(Exercise instructions)
Lines with "FirestoreEntityStore": copy each one from the listing below.

(Data to process)
----------

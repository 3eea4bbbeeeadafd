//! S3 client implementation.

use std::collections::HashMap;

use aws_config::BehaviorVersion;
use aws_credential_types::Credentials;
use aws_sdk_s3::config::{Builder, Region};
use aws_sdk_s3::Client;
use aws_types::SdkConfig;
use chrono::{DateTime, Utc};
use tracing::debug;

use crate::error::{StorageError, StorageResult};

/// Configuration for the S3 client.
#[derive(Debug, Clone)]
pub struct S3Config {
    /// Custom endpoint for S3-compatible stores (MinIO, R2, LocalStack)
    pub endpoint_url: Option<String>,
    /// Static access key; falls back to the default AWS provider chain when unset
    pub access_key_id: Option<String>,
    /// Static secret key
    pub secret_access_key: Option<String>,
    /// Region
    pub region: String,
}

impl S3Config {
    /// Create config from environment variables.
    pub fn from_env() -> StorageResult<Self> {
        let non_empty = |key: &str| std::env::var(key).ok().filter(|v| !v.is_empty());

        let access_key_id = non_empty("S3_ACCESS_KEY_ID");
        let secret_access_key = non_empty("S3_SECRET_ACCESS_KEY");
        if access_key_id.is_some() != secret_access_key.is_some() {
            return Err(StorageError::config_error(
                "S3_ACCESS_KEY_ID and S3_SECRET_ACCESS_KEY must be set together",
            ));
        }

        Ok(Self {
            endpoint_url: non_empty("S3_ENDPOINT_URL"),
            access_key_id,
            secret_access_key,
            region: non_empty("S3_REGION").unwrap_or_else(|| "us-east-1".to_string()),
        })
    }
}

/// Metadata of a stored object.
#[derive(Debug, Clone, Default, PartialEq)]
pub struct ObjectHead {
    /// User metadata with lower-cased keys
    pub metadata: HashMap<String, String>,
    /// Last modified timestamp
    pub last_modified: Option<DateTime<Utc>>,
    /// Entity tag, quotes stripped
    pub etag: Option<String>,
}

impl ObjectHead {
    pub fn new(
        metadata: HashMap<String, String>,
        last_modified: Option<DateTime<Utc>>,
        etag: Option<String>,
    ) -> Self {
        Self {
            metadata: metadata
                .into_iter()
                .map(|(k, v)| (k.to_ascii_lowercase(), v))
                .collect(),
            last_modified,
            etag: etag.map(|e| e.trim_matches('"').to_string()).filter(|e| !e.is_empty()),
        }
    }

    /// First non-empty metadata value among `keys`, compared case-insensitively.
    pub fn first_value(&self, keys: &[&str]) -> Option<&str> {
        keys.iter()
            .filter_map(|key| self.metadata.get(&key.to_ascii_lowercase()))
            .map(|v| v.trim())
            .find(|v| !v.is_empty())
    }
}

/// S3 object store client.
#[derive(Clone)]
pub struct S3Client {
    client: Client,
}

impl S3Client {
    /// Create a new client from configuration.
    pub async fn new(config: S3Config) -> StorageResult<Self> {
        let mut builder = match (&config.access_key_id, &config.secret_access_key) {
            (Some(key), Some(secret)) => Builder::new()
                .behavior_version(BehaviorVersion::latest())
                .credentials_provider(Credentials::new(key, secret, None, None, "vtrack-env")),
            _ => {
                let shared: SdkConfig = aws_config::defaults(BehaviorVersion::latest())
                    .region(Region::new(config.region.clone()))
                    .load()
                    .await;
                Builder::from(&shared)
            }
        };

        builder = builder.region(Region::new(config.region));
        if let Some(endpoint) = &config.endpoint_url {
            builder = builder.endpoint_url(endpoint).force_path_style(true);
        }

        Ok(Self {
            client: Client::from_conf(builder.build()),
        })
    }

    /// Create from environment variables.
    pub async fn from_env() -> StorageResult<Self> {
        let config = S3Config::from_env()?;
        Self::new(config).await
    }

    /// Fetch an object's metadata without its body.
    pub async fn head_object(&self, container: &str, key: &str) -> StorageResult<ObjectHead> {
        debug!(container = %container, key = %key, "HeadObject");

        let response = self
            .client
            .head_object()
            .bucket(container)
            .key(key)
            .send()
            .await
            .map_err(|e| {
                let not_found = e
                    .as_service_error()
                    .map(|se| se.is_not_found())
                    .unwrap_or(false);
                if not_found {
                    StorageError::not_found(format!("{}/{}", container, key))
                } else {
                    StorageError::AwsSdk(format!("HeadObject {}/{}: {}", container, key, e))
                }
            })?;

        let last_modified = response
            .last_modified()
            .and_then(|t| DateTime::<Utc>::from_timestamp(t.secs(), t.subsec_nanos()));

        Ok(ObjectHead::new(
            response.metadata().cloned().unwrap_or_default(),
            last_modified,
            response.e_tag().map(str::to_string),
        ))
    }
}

----------

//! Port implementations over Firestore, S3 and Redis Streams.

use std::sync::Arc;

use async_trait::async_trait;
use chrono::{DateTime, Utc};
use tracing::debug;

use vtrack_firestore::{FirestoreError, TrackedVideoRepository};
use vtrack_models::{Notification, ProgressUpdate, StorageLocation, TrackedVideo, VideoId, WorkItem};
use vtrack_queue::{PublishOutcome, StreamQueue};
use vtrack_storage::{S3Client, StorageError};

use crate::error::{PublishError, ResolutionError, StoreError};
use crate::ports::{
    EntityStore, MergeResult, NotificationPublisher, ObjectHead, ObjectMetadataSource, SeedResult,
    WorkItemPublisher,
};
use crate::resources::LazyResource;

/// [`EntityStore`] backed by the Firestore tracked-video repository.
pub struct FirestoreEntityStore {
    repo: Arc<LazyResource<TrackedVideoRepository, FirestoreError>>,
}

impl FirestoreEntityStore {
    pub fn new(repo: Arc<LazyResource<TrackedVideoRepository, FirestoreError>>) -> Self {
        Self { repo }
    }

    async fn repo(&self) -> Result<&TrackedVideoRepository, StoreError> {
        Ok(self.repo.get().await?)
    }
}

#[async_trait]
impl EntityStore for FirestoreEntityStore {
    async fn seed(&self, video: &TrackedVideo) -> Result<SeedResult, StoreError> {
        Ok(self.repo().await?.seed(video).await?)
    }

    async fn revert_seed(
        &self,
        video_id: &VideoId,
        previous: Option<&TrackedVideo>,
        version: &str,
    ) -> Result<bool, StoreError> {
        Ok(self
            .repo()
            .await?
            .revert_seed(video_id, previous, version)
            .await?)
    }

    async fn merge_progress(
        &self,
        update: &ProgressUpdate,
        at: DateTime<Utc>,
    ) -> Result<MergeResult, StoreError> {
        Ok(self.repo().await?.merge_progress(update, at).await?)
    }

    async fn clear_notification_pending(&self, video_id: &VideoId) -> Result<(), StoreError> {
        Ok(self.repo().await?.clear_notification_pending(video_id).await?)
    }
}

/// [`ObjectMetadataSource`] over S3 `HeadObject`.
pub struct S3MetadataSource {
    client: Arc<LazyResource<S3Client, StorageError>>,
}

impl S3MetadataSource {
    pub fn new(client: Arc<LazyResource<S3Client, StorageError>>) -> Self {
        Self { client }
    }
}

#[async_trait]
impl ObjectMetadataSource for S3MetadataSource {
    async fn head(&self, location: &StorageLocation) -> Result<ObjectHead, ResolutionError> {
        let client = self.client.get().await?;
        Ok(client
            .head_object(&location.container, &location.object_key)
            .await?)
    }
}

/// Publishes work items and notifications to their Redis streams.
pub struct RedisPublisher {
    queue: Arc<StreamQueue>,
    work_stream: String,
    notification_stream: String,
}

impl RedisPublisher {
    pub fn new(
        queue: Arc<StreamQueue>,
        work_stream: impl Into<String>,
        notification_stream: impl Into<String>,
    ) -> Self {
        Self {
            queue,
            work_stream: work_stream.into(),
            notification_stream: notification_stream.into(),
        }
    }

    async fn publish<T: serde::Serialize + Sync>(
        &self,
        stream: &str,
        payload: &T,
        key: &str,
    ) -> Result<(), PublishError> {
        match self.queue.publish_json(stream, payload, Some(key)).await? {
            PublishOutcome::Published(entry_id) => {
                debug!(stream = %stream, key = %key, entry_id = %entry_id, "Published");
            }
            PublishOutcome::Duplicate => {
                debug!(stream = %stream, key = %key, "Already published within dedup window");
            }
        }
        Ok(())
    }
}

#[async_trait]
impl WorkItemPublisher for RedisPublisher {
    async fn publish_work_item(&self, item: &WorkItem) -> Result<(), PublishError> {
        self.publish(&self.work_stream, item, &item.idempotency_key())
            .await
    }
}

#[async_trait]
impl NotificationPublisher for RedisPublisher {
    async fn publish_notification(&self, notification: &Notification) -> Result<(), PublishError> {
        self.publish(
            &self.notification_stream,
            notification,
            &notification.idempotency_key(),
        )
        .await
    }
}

----------

(Written answer)
pub struct FirestoreEntityStore {
impl FirestoreEntityStore {
impl EntityStore for FirestoreEntityStore {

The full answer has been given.